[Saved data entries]
BEGIN

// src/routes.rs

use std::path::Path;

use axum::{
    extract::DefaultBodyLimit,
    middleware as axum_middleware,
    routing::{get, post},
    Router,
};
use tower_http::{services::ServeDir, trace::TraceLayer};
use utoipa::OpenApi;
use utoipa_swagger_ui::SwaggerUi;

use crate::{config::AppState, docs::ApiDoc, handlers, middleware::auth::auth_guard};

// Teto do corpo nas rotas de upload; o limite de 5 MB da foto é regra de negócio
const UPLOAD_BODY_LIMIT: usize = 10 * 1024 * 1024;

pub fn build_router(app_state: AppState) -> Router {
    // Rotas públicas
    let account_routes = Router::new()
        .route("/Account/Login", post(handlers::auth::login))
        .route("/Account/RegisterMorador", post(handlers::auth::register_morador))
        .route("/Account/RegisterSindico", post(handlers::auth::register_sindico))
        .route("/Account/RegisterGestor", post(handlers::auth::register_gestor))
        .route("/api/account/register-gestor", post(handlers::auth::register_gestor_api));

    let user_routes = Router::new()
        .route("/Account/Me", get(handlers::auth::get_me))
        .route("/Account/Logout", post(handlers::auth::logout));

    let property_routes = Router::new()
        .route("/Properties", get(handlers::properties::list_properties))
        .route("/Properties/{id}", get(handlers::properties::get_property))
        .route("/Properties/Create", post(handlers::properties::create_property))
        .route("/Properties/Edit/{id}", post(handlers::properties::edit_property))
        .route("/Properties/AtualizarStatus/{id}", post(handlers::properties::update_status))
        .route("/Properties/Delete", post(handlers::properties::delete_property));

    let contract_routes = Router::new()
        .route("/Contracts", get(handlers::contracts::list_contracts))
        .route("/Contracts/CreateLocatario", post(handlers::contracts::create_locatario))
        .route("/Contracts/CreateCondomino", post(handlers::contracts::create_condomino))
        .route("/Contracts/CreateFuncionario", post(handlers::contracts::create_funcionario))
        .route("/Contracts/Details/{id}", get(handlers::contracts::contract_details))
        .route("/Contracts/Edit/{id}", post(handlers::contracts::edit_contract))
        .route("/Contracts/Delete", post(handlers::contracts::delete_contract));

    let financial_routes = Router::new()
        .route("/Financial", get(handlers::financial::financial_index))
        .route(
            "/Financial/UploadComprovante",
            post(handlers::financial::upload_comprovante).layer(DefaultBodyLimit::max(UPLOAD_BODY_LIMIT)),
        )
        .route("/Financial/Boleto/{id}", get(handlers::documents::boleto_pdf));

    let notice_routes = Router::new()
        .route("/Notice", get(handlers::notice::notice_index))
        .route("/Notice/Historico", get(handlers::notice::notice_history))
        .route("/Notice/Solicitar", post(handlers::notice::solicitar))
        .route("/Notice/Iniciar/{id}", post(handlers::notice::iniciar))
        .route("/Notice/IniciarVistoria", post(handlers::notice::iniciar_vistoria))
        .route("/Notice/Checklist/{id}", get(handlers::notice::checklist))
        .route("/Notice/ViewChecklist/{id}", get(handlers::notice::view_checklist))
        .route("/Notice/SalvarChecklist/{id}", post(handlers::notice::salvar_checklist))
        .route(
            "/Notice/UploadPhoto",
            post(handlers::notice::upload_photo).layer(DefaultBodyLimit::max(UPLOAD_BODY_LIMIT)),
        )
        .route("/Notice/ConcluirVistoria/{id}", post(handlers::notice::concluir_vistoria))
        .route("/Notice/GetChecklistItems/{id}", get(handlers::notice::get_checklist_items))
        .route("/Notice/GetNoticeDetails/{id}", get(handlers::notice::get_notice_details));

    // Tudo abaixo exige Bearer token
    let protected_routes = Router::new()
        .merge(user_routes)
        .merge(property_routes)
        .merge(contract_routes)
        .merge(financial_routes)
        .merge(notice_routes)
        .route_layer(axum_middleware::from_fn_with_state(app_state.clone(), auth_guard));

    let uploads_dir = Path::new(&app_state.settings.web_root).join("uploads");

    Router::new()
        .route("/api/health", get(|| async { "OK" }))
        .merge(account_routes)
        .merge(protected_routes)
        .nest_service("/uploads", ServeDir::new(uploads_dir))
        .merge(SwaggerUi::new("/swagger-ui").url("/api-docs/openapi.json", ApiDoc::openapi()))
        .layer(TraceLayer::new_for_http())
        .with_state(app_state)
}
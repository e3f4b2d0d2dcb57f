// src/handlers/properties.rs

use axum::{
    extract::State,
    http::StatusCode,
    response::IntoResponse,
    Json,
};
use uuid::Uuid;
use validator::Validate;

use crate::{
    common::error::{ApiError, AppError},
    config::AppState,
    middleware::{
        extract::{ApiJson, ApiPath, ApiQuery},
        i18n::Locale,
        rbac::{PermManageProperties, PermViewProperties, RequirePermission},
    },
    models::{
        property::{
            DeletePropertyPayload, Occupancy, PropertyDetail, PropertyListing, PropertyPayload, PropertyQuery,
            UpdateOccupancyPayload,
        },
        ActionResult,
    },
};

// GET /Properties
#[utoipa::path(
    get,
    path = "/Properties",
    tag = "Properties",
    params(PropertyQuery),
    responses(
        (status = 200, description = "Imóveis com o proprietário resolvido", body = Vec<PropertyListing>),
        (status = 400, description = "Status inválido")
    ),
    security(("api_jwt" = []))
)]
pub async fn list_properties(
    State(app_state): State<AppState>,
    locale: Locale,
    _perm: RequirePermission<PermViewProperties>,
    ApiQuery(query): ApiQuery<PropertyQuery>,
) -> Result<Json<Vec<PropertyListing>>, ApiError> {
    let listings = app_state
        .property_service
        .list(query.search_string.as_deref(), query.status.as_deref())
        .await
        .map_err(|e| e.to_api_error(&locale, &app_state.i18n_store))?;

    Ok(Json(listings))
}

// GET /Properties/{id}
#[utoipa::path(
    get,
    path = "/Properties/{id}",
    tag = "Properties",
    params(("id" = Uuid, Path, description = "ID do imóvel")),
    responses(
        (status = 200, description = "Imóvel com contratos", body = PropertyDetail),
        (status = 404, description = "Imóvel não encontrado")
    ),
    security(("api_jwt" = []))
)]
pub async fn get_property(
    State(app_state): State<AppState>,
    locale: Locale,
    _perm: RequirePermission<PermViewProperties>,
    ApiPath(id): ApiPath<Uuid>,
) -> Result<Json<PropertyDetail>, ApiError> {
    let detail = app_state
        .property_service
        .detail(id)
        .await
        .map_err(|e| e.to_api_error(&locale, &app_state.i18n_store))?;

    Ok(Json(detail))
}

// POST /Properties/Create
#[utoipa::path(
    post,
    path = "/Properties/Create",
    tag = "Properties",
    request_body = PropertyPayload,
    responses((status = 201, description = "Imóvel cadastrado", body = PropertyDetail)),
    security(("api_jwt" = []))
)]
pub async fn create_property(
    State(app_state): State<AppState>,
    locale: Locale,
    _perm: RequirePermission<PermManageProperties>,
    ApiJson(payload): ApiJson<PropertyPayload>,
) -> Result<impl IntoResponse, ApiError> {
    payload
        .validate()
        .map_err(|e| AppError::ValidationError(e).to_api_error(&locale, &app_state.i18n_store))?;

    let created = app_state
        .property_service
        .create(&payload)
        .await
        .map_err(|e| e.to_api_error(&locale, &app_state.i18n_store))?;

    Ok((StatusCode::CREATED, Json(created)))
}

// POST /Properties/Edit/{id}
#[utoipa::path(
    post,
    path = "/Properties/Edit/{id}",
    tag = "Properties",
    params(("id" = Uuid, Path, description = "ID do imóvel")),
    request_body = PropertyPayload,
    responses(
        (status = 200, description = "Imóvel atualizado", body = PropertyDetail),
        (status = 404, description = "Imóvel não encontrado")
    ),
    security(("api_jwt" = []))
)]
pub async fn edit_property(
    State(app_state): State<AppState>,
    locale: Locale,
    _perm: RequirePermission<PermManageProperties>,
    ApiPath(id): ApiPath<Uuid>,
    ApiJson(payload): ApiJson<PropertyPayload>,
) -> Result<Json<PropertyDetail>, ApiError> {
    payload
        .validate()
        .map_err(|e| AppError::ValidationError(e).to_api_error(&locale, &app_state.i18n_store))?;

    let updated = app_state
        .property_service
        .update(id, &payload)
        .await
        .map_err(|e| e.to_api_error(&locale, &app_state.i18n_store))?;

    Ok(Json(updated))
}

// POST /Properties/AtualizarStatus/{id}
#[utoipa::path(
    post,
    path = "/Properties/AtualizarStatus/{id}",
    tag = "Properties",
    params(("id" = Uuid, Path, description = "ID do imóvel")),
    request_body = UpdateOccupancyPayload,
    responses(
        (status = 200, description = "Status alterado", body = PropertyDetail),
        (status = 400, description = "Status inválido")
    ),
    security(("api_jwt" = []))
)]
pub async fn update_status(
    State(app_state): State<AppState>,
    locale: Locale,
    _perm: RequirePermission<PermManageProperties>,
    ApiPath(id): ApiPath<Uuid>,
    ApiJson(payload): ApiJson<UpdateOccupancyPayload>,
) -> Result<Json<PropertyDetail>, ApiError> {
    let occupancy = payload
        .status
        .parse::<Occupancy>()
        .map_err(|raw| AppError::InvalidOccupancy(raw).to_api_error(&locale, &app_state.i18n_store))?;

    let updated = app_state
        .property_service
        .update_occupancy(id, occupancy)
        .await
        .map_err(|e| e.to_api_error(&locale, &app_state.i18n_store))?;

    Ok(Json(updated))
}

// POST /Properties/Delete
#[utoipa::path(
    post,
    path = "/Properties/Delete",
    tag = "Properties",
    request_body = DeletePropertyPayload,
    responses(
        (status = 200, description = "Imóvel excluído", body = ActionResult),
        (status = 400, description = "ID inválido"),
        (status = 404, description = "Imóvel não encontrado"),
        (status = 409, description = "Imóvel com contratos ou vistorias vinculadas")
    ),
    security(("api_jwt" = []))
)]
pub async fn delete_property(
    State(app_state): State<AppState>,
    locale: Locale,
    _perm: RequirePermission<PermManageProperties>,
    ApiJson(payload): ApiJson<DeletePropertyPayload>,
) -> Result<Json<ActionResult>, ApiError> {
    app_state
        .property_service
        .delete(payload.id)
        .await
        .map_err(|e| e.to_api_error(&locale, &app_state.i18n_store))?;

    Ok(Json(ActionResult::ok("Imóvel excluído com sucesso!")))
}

END

TASK OBJECTIVE.
Task for the records above: copy every line in which the word "Contracts" occurs.

ANSWER SPACE.
        .route("/Contracts", get(handlers::contracts::list_contracts))
        .route("/Contracts/CreateLocatario", post(handlers::contracts::create_locatario))
        .route("/Contracts/CreateCondomino", post(handlers::contracts::create_condomino))
        .route("/Contracts/CreateFuncionario", post(handlers::contracts::create_funcionario))
        .route("/Contracts/Details/{id}", get(handlers::contracts::contract_details))
        .route("/Contracts/Edit/{id}", post(handlers::contracts::edit_contract))
        .route("/Contracts/Delete", post(handlers::contracts::delete_contract));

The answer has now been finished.